Esoctrilihum – Eternity of Shaog Review

There are a couple ways artists find success. One is to have their fingers on the pulse of a particular scene and create something very of its time and place. Capturing the zeitgeist is hard to do, but when a band releases that quintessential album of their decade/generation/chosen style, they tend to be richly rewarded. Think Nirvana‘s Nevermind. The other way is to lean hard into one’s idiosyncrasies, follow a muse no matter how weird and somehow turn out something that speaks to others. Hence, Captain Beefheart. Again, doing it successfully is hard. In the sprawling ecosystem of contemporary metal record labels, I, Voidhanger acts are generally interested in the latter. Anyone familiar with France’s one man black/death weirdo project Esoctrilihum knows that primary member Asthâghul is the kind of singularly driven musician who can’t help but vomit out an hour-plus album of eccentric, labyrinthine darkness every 12 months or less. While some in the underground metalverse have praised his output since day one, our own coverage has been a bit more tepid. Does fifth full-length Eternity of Shaog change that trend?
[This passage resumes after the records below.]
/*
* Licensed to Elasticsearch B.V. under one or more contributor
* license agreements. See the NOTICE file distributed with
* this work for additional information regarding copyright
* ownership. Elasticsearch B.V. licenses this file to you under
* the Apache License, Version 2.0 (the "License"); you may
* not use this file except in compliance with the License.
* You may obtain a copy of the License at
*
*  http://www.apache.org/licenses/LICENSE-2.0
*
* Unless required by applicable law or agreed to in writing,
* software distributed under the License is distributed on an
* "AS IS" BASIS, WITHOUT WARRANTIES OR CONDITIONS OF ANY
* KIND, either express or implied.  See the License for the
* specific language governing permissions and limitations
* under the License.
*/

use std::f64::consts::PI;

const MAX_ITERATIONS: usize = 100;

/// Evaluates the Legendre polynomial of degree `n` and its predecessor at `x`.
fn legendre(n: usize, x: f64) -> (f64, f64) {
    let mut p0 = 1.0;
    let mut p1 = x;
    for k in 2..=n {
        let k = k as f64;
        let p2 = ((2.0 * k - 1.0) * x * p1 - (k - 1.0) * p0) / k;
        p0 = p1;
        p1 = p2;
    }
    (p1, p0)
}

/// The `2n` latitudes of a Gaussian grid with `n` latitudes between pole and equator,
/// north to south, in degrees. These are the arcsines of the roots of the Legendre
/// polynomial of degree `2n`.
pub fn gaussian_latitudes(n: usize) -> Vec<f64> {
    if n == 0 {
        return Vec::new();
    }
    let degree = 2 * n;
    let nf = degree as f64;
    let mut north = Vec::with_capacity(n);
    for i in 1..=n {
        let mut x = (PI * (i as f64 - 0.25) / (nf + 0.5)).cos();
        for _ in 0..MAX_ITERATIONS {
            let (p, p_prev) = legendre(degree, x);
            let dp = nf * (x * p - p_prev) / (x * x - 1.0);
            let dx = p / dp;
            x -= dx;
            if dx.abs() < 1e-15 {
                break;
            }
        }
        north.push(x.asin().to_degrees());
    }
    let mut lats = north.clone();
    lats.extend(north.iter().rev().map(|l| -l));
    lats
}

#[cfg(test)]
mod tests {
    use super::*;

    #[test]
    fn first_degrees() {
        let lats = gaussian_latitudes(1);
        assert_eq!(lats.len(), 2);
        assert_approx_eq!(lats[0], (1.0f64 / 3.0f64.sqrt()).asin().to_degrees(), 1e-12);
        assert_approx_eq!(lats[1], -lats[0]);

        let lats = gaussian_latitudes(2);
        assert_approx_eq!(lats[0], 0.861_136_311_594_052_6f64.asin().to_degrees(), 1e-10);
        assert_approx_eq!(lats[1], 0.339_981_043_584_856_3f64.asin().to_degrees(), 1e-10);
    }

    #[test]
    fn strictly_decreasing_and_symmetric() {
        let lats = gaussian_latitudes(80);
        assert_eq!(lats.len(), 160);
        assert!(lats.windows(2).all(|w| w[0] > w[1]));
        for (a, b) in lats.iter().zip(lats.iter().rev()) {
            assert_approx_eq!(*a, -*b);
        }
        assert!(lats[0] < 90.0);
    }
}
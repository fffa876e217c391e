/*
* Licensed to Elasticsearch B.V. under one or more contributor
* license agreements. See the NOTICE file distributed with
* this work for additional information regarding copyright
* ownership. Elasticsearch B.V. licenses this file to you under
* the Apache License, Version 2.0 (the "License"); you may
* not use this file except in compliance with the License.
* You may obtain a copy of the License at
*
*  http://www.apache.org/licenses/LICENSE-2.0
*
* Unless required by applicable law or agreed to in writing,
* software distributed under the License is distributed on an
* "AS IS" BASIS, WITHOUT WARRANTIES OR CONDITIONS OF ANY
* KIND, either express or implied.  See the License for the
* specific language governing permissions and limitations
* under the License.
*/

use std::fs::File;
use std::io::{self, Read, Seek, SeekFrom, Write};

/// Heap stand-in for a map. Backed by `u64` words so the bytes are 8-byte aligned.
pub struct MmapInner {
    words: Vec<u64>,
    len: usize,
    file: Option<(File, u64)>,
}

impl MmapInner {
    fn with_len(len: usize) -> MmapInner {
        MmapInner {
            words: vec![0; (len + 7) / 8],
            len,
            file: None,
        }
    }

    pub fn map(len: usize, file: &File, offset: u64) -> io::Result<MmapInner> {
        let mut inner = MmapInner::with_len(len);
        let mut handle = file;
        handle.seek(SeekFrom::Start(offset))?;
        handle.read_exact(inner.bytes_mut())?;
        Ok(inner)
    }

    pub fn map_mut(len: usize, file: &File, offset: u64) -> io::Result<MmapInner> {
        let mut inner = MmapInner::map(len, file, offset)?;
        inner.file = Some((file.try_clone()?, offset));
        Ok(inner)
    }

    pub fn map_anon(len: usize) -> io::Result<MmapInner> {
        Ok(MmapInner::with_len(len))
    }

    pub fn flush(&self, offset: usize, len: usize) -> io::Result<()> {
        if let Some((file, start)) = &self.file {
            let mut handle = file;
            handle.seek(SeekFrom::Start(*start + offset as u64))?;
            handle.write_all(&self.bytes()[offset..offset + len])?;
            handle.sync_data()?;
        }
        Ok(())
    }

    pub fn make_read_only(&mut self) -> io::Result<()> {
        self.file = None;
        Ok(())
    }

    fn bytes(&self) -> &[u8] {
        unsafe { std::slice::from_raw_parts(self.ptr(), self.len) }
    }

    fn bytes_mut(&mut self) -> &mut [u8] {
        let len = self.len;
        unsafe { std::slice::from_raw_parts_mut(self.mut_ptr(), len) }
    }

    #[inline]
    pub fn ptr(&self) -> *const u8 {
        self.words.as_ptr() as *const u8
    }

    #[inline]
    pub fn mut_ptr(&mut self) -> *mut u8 {
        self.words.as_mut_ptr() as *mut u8
    }

    #[inline]
    pub fn len(&self) -> usize {
        self.len
    }
}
The broad strokes of Eternity of Shaog aren’t much different than last year’s The Telluric Ashes of the Ö Vrth Immemorial Gods. This is knotted, compositionally restless metal that falls just on the death side of blackened death. It’s long, though at 62 minutes, relatively less so than The Telluric Ashes’ 75 minutes. The earmarks of past Esoctrilihum releases are all here: a variety of guitar tones within densely layered tracks containing synths and the odd violin alongside Asthâghul’s anguished dry rasps and halting bark. However, the difference in these elements’ deployment becomes instantly clear on first track “Orthal,” with an opening riff that forgoes the usual murky swirl of past releases for a much more direct, fist-pumping blast and a melody that’s almost uplifting. Taken as a whole album, this directness, one might say accessibility, is more a tweak than drastic course change for Asthâghul, but it threads through every track on Eternity of Shaog, complimenting the denser material and elevating the whole.
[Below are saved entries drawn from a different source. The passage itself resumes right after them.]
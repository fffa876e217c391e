/*
* Licensed to Elasticsearch B.V. under one or more contributor
* license agreements. See the NOTICE file distributed with
* this work for additional information regarding copyright
* ownership. Elasticsearch B.V. licenses this file to you under
* the Apache License, Version 2.0 (the "License"); you may
* not use this file except in compliance with the License.
* You may obtain a copy of the License at
*
*  http://www.apache.org/licenses/LICENSE-2.0
*
* Unless required by applicable law or agreed to in writing,
* software distributed under the License is distributed on an
* "AS IS" BASIS, WITHOUT WARRANTIES OR CONDITIONS OF ANY
* KIND, either express or implied.  See the License for the
* specific language governing permissions and limitations
* under the License.
*/

//! Point types. All of them are `Copy` and compare approximately.

use serde::{Deserialize, Serialize};

/// Tolerance used by the `PartialEq` impls below.
pub const POINT_EPSILON: f64 = 1e-9;

/// Mean earth radius in metres, the default sphere for 3D embeddings.
pub const EARTH_RADIUS: f64 = 6_371_229.0;

/// Geographic coordinates in degrees.
#[derive(Copy, Clone, Debug, Default, Serialize, Deserialize)]
pub struct LatLon {
    /// Latitude, positive north
    pub lat: f64,
    /// Longitude, positive east. Not normalised.
    pub lon: f64,
}

impl LatLon {
    ///
    pub fn new(lat: f64, lon: f64) -> LatLon {
        LatLon { lat, lon }
    }

    /// Longitude moved into `[minimum, minimum + 360)`.
    pub fn normalised_lon(&self, minimum: f64) -> f64 {
        minimum + (self.lon - minimum).rem_euclid(360.0)
    }

    /// True at either pole, where every longitude names the same point.
    pub fn is_pole(&self, eps: f64) -> bool {
        (90.0 - self.lat.abs()) <= eps
    }

    /// Latitudes within `eps`, longitudes within `eps` modulo 360.
    pub fn approx_eq(&self, other: &LatLon, eps: f64) -> bool {
        if (self.lat - other.lat).abs() > eps {
            return false;
        }
        if self.is_pole(eps) && other.is_pole(eps) {
            return true;
        }
        let d = (self.lon - other.lon).rem_euclid(360.0);
        d.min(360.0 - d) <= eps
    }

    /// Planar embedding, `x = lon`, `y = lat`.
    pub fn to_point2(&self) -> Point2 {
        Point2 {
            x: self.lon,
            y: self.lat,
        }
    }

    /// Cartesian coordinates on a sphere of the given radius.
    pub fn to_point3(&self, radius: f64) -> Point3 {
        let (slat, clat) = self.lat.to_radians().sin_cos();
        let (slon, clon) = self.lon.to_radians().sin_cos();
        Point3 {
            x: radius * clat * clon,
            y: radius * clat * slon,
            z: radius * slat,
        }
    }

    /// Cartesian coordinates on an ellipsoid of revolution with semi-major axis `a` and
    /// semi-minor axis `b`, at zero height. Latitude is geodetic.
    pub fn to_point3_ellipsoid(&self, a: f64, b: f64) -> Point3 {
        let (slat, clat) = self.lat.to_radians().sin_cos();
        let (slon, clon) = self.lon.to_radians().sin_cos();
        let n = a * a / (a * a * clat * clat + b * b * slat * slat).sqrt();
        Point3 {
            x: n * clat * clon,
            y: n * clat * slon,
            z: (b * b) / (a * a) * n * slat,
        }
    }
}

impl PartialEq for LatLon {
    fn eq(&self, other: &LatLon) -> bool {
        self.approx_eq(other, POINT_EPSILON)
    }
}

/// A point in the plane.
#[derive(Copy, Clone, Debug, Default, Serialize, Deserialize)]
pub struct Point2 {
    ///
    pub x: f64,
    ///
    pub y: f64,
}

impl Point2 {
    ///
    pub fn new(x: f64, y: f64) -> Point2 {
        Point2 { x, y }
    }

    /// Euclidean distance
    pub fn distance(&self, other: &Point2) -> f64 {
        (self.x - other.x).hypot(self.y - other.y)
    }

    ///
    pub fn approx_eq(&self, other: &Point2, eps: f64) -> bool {
        (self.x - other.x).abs() <= eps && (self.y - other.y).abs() <= eps
    }
}

impl PartialEq for Point2 {
    fn eq(&self, other: &Point2) -> bool {
        self.approx_eq(other, POINT_EPSILON)
    }
}

impl From<[f64; 2]> for Point2 {
    fn from(c: [f64; 2]) -> Point2 {
        Point2 { x: c[0], y: c[1] }
    }
}

impl From<Point2> for [f64; 2] {
    fn from(p: Point2) -> [f64; 2] {
        [p.x, p.y]
    }
}

/// A point in space, usually an earth-centred cartesian embedding of a [`LatLon`].
#[derive(Copy, Clone, Debug, Default, Serialize, Deserialize)]
pub struct Point3 {
    ///
    pub x: f64,
    ///
    pub y: f64,
    ///
    pub z: f64,
}

impl Point3 {
    ///
    pub fn new(x: f64, y: f64, z: f64) -> Point3 {
        Point3 { x, y, z }
    }

    /// Euclidean (chord) distance
    pub fn distance(&self, other: &Point3) -> f64 {
        let dx = self.x - other.x;
        let dy = self.y - other.y;
        let dz = self.z - other.z;
        (dx * dx + dy * dy + dz * dz).sqrt()
    }

    ///
    pub fn norm(&self) -> f64 {
        (self.x * self.x + self.y * self.y + self.z * self.z).sqrt()
    }

    /// Spherical latitude and longitude of the direction of this point.
    pub fn to_latlon(&self) -> LatLon {
        LatLon {
            lat: self.z.atan2(self.x.hypot(self.y)).to_degrees(),
            lon: self.y.atan2(self.x).to_degrees(),
        }
    }

    ///
    pub fn approx_eq(&self, other: &Point3, eps: f64) -> bool {
        (self.x - other.x).abs() <= eps
            && (self.y - other.y).abs() <= eps
            && (self.z - other.z).abs() <= eps
    }
}

impl PartialEq for Point3 {
    fn eq(&self, other: &Point3) -> bool {
        self.approx_eq(other, POINT_EPSILON)
    }
}

impl From<[f64; 3]> for Point3 {
    fn from(c: [f64; 3]) -> Point3 {
        Point3 {
            x: c[0],
            y: c[1],
            z: c[2],
        }
    }
}

impl From<Point3> for [f64; 3] {
    fn from(p: Point3) -> [f64; 3] {
        [p.x, p.y, p.z]
    }
}

/// Any of the above.
#[derive(Copy, Clone, Debug, PartialEq, Serialize, Deserialize)]
pub enum Point {
    /// Geographic
    LatLon(LatLon),
    /// Planar
    Planar(Point2),
    /// Spatial
    Spatial(Point3),
}

impl From<LatLon> for Point {
    fn from(p: LatLon) -> Point {
        Point::LatLon(p)
    }
}

impl From<Point2> for Point {
    fn from(p: Point2) -> Point {
        Point::Planar(p)
    }
}

impl From<Point3> for Point {
    fn from(p: Point3) -> Point {
        Point::Spatial(p)
    }
}

#[cfg(test)]
mod tests {
    use super::*;

    #[test]
    fn longitudes_compare_modulo_360() {
        assert_eq!(LatLon::new(10.0, -170.0), LatLon::new(10.0, 190.0));
        assert_eq!(LatLon::new(0.0, 359.9999999999), LatLon::new(0.0, 0.0));
        assert_ne!(LatLon::new(0.0, 1.0), LatLon::new(0.0, 2.0));
    }

    #[test]
    fn poles_ignore_longitude() {
        assert_eq!(LatLon::new(90.0, 0.0), LatLon::new(90.0, 123.0));
        assert_ne!(LatLon::new(90.0, 0.0), LatLon::new(-90.0, 0.0));
    }

    #[test]
    fn sphere_round_trip() {
        let p = LatLon::new(45.0, -120.0);
        let q = p.to_point3(1.0);
        assert_approx_eq!(q.norm(), 1.0);
        assert!(q.to_latlon().approx_eq(&p, 1e-9));
    }

    #[test]
    fn ellipsoid_axes() {
        let a = 6_378_137.0;
        let b = 6_356_752.314_245;
        let equator = LatLon::new(0.0, 0.0).to_point3_ellipsoid(a, b);
        assert_approx_eq!(equator.x, a, 1e-6);
        let pole = LatLon::new(90.0, 0.0).to_point3_ellipsoid(a, b);
        assert_approx_eq!(pole.z, b, 1e-6);
        assert_approx_eq!(pole.x, 0.0, 1e-6);
    }

    #[test]
    fn planar_embedding() {
        let p = LatLon::new(12.0, 34.0).to_point2();
        assert_eq!(p, Point2::new(34.0, 12.0));
        assert_approx_eq!(p.distance(&Point2::new(37.0, 16.0)), 5.0);
    }
}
This isn’t the only way Asthâghul has improved his counterpoint game. The draw of Esoctrilihum has always been the feeling of claustrophobic madness,1 and while there have always been moments of melody and relative clarity rising out of the milieu, they are often only legible on multiple listens. Those moments are amplified here. I hesitate to use the word symphonic, as that term in regards to metal is not a positive association for me, but it’s apt when describing the soaring synth passages in “Exh-Enî Söph (1st Passage: Exiled From Sanity)”2 or the horn sections in “Shayr-Thàs (6th Passage: Walk The Oracular Way),” which lend solemnity and punctuation to the frantic blasts. Adding to this instrumental variety is the harp-like kantele. Esoctrilihum has used it before, but its role is greatly expanded here. A criticism from my review of The Telluric Ashes… was that it was fatiguing and “provide[d] no surfaces on which to perch and rest.” The moments on Eternity of Shaog when kantele cuts through the din like a light beam—see “Exh-Enî Söph” or “Thritônh (2nd Passage: The Colour Of Death)”—are precisely the kind of rests I was looking for, as are the more direct riffs in the second half of the title track, or the violins on “Aylowenn Aela (3rd Passage: The Undying Citadel).”

There is, however, one lingering criticism I leveled at the last album that has not changed in any meaningful way. I don’t see the material here, improved as it is, justifying the hour-plus runtime. At this point, it seems a truth self-evident that Asthâghul is so full of ideas he may never be able to master the skill of ruthless editing. The marathon nature of his work may help the listener get lost in the narrative world of his elder gods and their ever twisting madness, but it keeps the latter half of Eternity of Shaog from lingering in the memory, given how much dense, difficult music there is to process.

You may notice this review comes well after the fact of the album’s release by normal AMG standards. Current global and local events have upended a lot of our schedules, but thankfully the editors agreed to let me run this late. Eternity of Shaog sees a promising talent in the metal underground hitting his stride for—in my humble opinion—the first time. This is another win for I, Voidhanger records as well as for esoteric French metal. 

Rating: 3.5/5.0
DR: 6 | Format Reviewed: 320 kbps mp3
Label: I, Voidhanger Records
Releases Worldwide: May 22nd, 2020

Show 2 footnotes
  1. Indeed the stated theme of Eternity of Shaog is possession by ancient gods succumbing to delusion and delirium.
  2. Yes, the cumbersome song titles persist.